Q. The TSX had a record breaking Q1, but was outperformed by the S&P 500. What accounts for this divergence and what can investors learn?

A: Despite favorable valuations, Canadian equities underperformed relative to the comparable U.S. asset class. The differential can be attributed to sectorial weightings and their respective performance. The U.S. is more broadly diversified, but the Information Technology (IT), Financials, and Communication Services sectors represent over half of the overall American market weight. During the quarter, these areas produced strong returns. In comparison, Canada’s performance was more concentrated and varied, while lacking a similar degree of exposure to IT. The Canadian market is more heavily comprised of the Financials segment, which posted a modest return relative to U.S. Financials. Investor concerns over high mortgage renewal risks for Canadian banks were a leading factor. The heavier weighting toward energy in Canadian markets, a sector that provided strong returns both north and south of the border, partially offset the performance differential between Canadian and U.S. equities. For investors, the key takeaway is to build a diversified portfolio. This ensures a broad set of exposures is maintained, allowing investors to make the most of strong performance across many different sectors and financial markets.
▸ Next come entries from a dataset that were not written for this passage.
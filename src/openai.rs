//! OpenAI-compatible structured extraction client.
//!
//! Calls `POST {base_url}/chat/completions` with a strict `json_schema`
//! response format built from [`ExtractedRecord`]. Works against any server
//! that speaks the OpenAI chat completions dialect.
//!
//! Retry strategy within one [`LlmClient::extract`] call:
//! - malformed output: re-prompt with the parse error, no delay
//! - HTTP 429 or 5xx: retry with exponential backoff
//! - network error: retry with exponential backoff
//! - other HTTP 4xx: fail immediately

use async_trait::async_trait;
use serde_json::{json, Value};
use std::time::Duration;

use crate::config::ProviderConfig;
use crate::models::ExtractedRecord;
use crate::provider::{LlmClient, LlmError};
use crate::schema::{record_schema, RECORD_SCHEMA_NAME};

const EXTRACTION_PROMPT: &str =
    "You are a financial news extraction expert. Extract the requested fields from the following article:";

pub struct OpenAiClient {
    name: String,
    model: String,
    base_url: String,
    api_key: String,
    http: reqwest::Client,
    schema: Value,
}

impl OpenAiClient {
    pub fn new(
        name: &str,
        model: &str,
        base_url: &str,
        api_key: &str,
        timeout: Duration,
    ) -> anyhow::Result<Self> {
        let http = reqwest::Client::builder().timeout(timeout).build()?;
        Ok(Self {
            name: name.to_string(),
            model: model.to_string(),
            base_url: base_url.trim_end_matches('/').to_string(),
            api_key: api_key.to_string(),
            http,
            schema: record_schema(),
        })
    }

    /// Build from a `[[providers]]` entry, reading the key from `api_key_env`.
    pub fn from_config(config: &ProviderConfig) -> anyhow::Result<Self> {
        let api_key = std::env::var(&config.api_key_env)
            .map_err(|_| LlmError::MissingApiKey(config.api_key_env.clone()))?;
        Self::new(
            &config.name,
            &config.model,
            &config.base_url,
            &api_key,
            Duration::from_secs(config.timeout_secs),
        )
    }

    pub fn provider_name(&self) -> &str {
        &self.name
    }

    fn endpoint(&self) -> String {
        format!("{}/chat/completions", self.base_url)
    }

    async fn complete(&self, messages: &[Value]) -> Result<Value, LlmError> {
        let body = request_body(&self.model, messages, &self.schema);

        let response = self
            .http
            .post(self.endpoint())
            .bearer_auth(&self.api_key)
            .json(&body)
            .send()
            .await
            .map_err(|e| LlmError::Request(e.to_string()))?;

        let status = response.status();
        if status.is_success() {
            return response
                .json::<Value>()
                .await
                .map_err(|e| LlmError::Request(e.to_string()));
        }

        let body_text = response.text().await.unwrap_or_default();
        Err(LlmError::Status {
            status: status.as_u16(),
            body: body_text,
        })
    }
}

#[async_trait]
impl LlmClient for OpenAiClient {
    fn model_name(&self) -> &str {
        &self.model
    }

    async fn extract(&self, text: &str, max_retries: u32) -> Result<ExtractedRecord, LlmError> {
        let mut messages = vec![user_message(text)];
        let mut last_err: Option<LlmError> = None;
        let mut backoff_step = 0u32;

        for attempt in 0..=max_retries {
            if backoff_step > 0 {
                // Exponential backoff: 1s, 2s, 4s, 8s, ...
                let delay = Duration::from_secs(1 << (backoff_step - 1).min(5));
                tokio::time::sleep(delay).await;
            }

            let err = match self.complete(&messages).await {
                Ok(json) => match parse_completion(&json) {
                    Ok(record) => return Ok(record.dedup_links()),
                    Err(LlmError::Malformed(reason)) => {
                        backoff_step = 0;
                        if let Some(content) = completion_content(&json) {
                            messages.push(json!({ "role": "assistant", "content": content }));
                        }
                        messages.push(correction_message(&reason));
                        LlmError::Malformed(reason)
                    }
                    Err(other) => return Err(other),
                },
                Err(e) if is_retryable(&e) => {
                    backoff_step += 1;
                    e
                }
                Err(e) => return Err(e),
            };

            tracing::debug!(
                model = %self.model,
                attempt = attempt + 1,
                error = %err,
                "structured extraction attempt failed"
            );
            last_err = Some(err);
        }

        Err(LlmError::RetriesExhausted {
            attempts: max_retries + 1,
            last: last_err.map(|e| e.to_string()).unwrap_or_default(),
        })
    }
}

fn is_retryable(err: &LlmError) -> bool {
    match err {
        LlmError::Request(_) => true,
        LlmError::Status { status, .. } => *status == 429 || *status >= 500,
        _ => false,
    }
}

fn user_message(text: &str) -> Value {
    json!({
        "role": "user",
        "content": format!("{}\n\n{}", EXTRACTION_PROMPT, text),
    })
}

fn correction_message(reason: &str) -> Value {
    json!({
        "role": "user",
        "content": format!(
            "The previous answer did not match the required schema: {}. Answer again with valid JSON only.",
            reason
        ),
    })
}

fn request_body(model: &str, messages: &[Value], schema: &Value) -> Value {
    json!({
        "model": model,
        "messages": messages,
        "response_format": {
            "type": "json_schema",
            "json_schema": {
                "name": RECORD_SCHEMA_NAME,
                "strict": true,
                "schema": schema,
            }
        }
    })
}

fn completion_content(json: &Value) -> Option<&str> {
    json.pointer("/choices/0/message/content")
        .and_then(Value::as_str)
}

/// Parse a chat completion response into an [`ExtractedRecord`].
fn parse_completion(json: &Value) -> Result<ExtractedRecord, LlmError> {
    if let Some(refusal) = json
        .pointer("/choices/0/message/refusal")
        .and_then(Value::as_str)
    {
        return Err(LlmError::Malformed(format!("model refused: {}", refusal)));
    }

    let content = completion_content(json)
        .ok_or_else(|| LlmError::Malformed("missing choices[0].message.content".to_string()))?;

    serde_json::from_str(content).map_err(|e| LlmError::Malformed(e.to_string()))
}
S&P/TSX (7.02) and S&P 500 (11.18) denominated in domestic currencies and represented as total returns



Two line graphs showing the divergence in total returns made by the S and P slash TSX and the S and P
500 respectively in weekly increments from January 2024 to the end of March 2024.
The line depicting S and P slash TSX begins at 0.00 percent on January 2 and fluctuates across the chart,
but the overall trend is upward, peaking at 7.02 percent on March 29.
The line depicting the S and P 500 begins at 0.00 percent on January 2 and fluctuates across the chart,
but the overall trend is upward, peaking at 11.18 percent on March 29

Source: Bloomberg

Q. AI enthusiasm and blockbuster earnings reports from U.S. tech giants stole the spotlight in Q1. What role did corporate earnings play in driving the equity market rallies in the U.S.?

A: Corporate America decisively surpassed economist expectations in Q1, leading Wall Street to raise its profit forecasts for 2024. Along with rising investor confidence, this helped fuel the Q1 market rally and signaled that corporate America's profitability remains resilient despite historic interest-rate hikes by the Fed in 2022 and 2023. Nearly all sectors saw a positive price response to the upbeat quarterly earnings reports. The strong profit data also helped mitigate losses related to macroeconomic uncertainties and geopolitical conflicts, and instilled enough confidence in the market to help investors look past the reduced probability of interest-rate cuts.

The standout performer of Q1 was Nvidia. The chipmaker reported impressive earnings, clear future guidance, and eased concerns about potential slowdowns in AI growth. Other companies implemented workforce reductions to cut costs and enhance operational efficiencies, leading to improved profitability. According to Bloomberg Intelligence, companies that reported higher-than-expected earnings averaged a 3% stock-price increase higher than the S&P 500’s overall gains.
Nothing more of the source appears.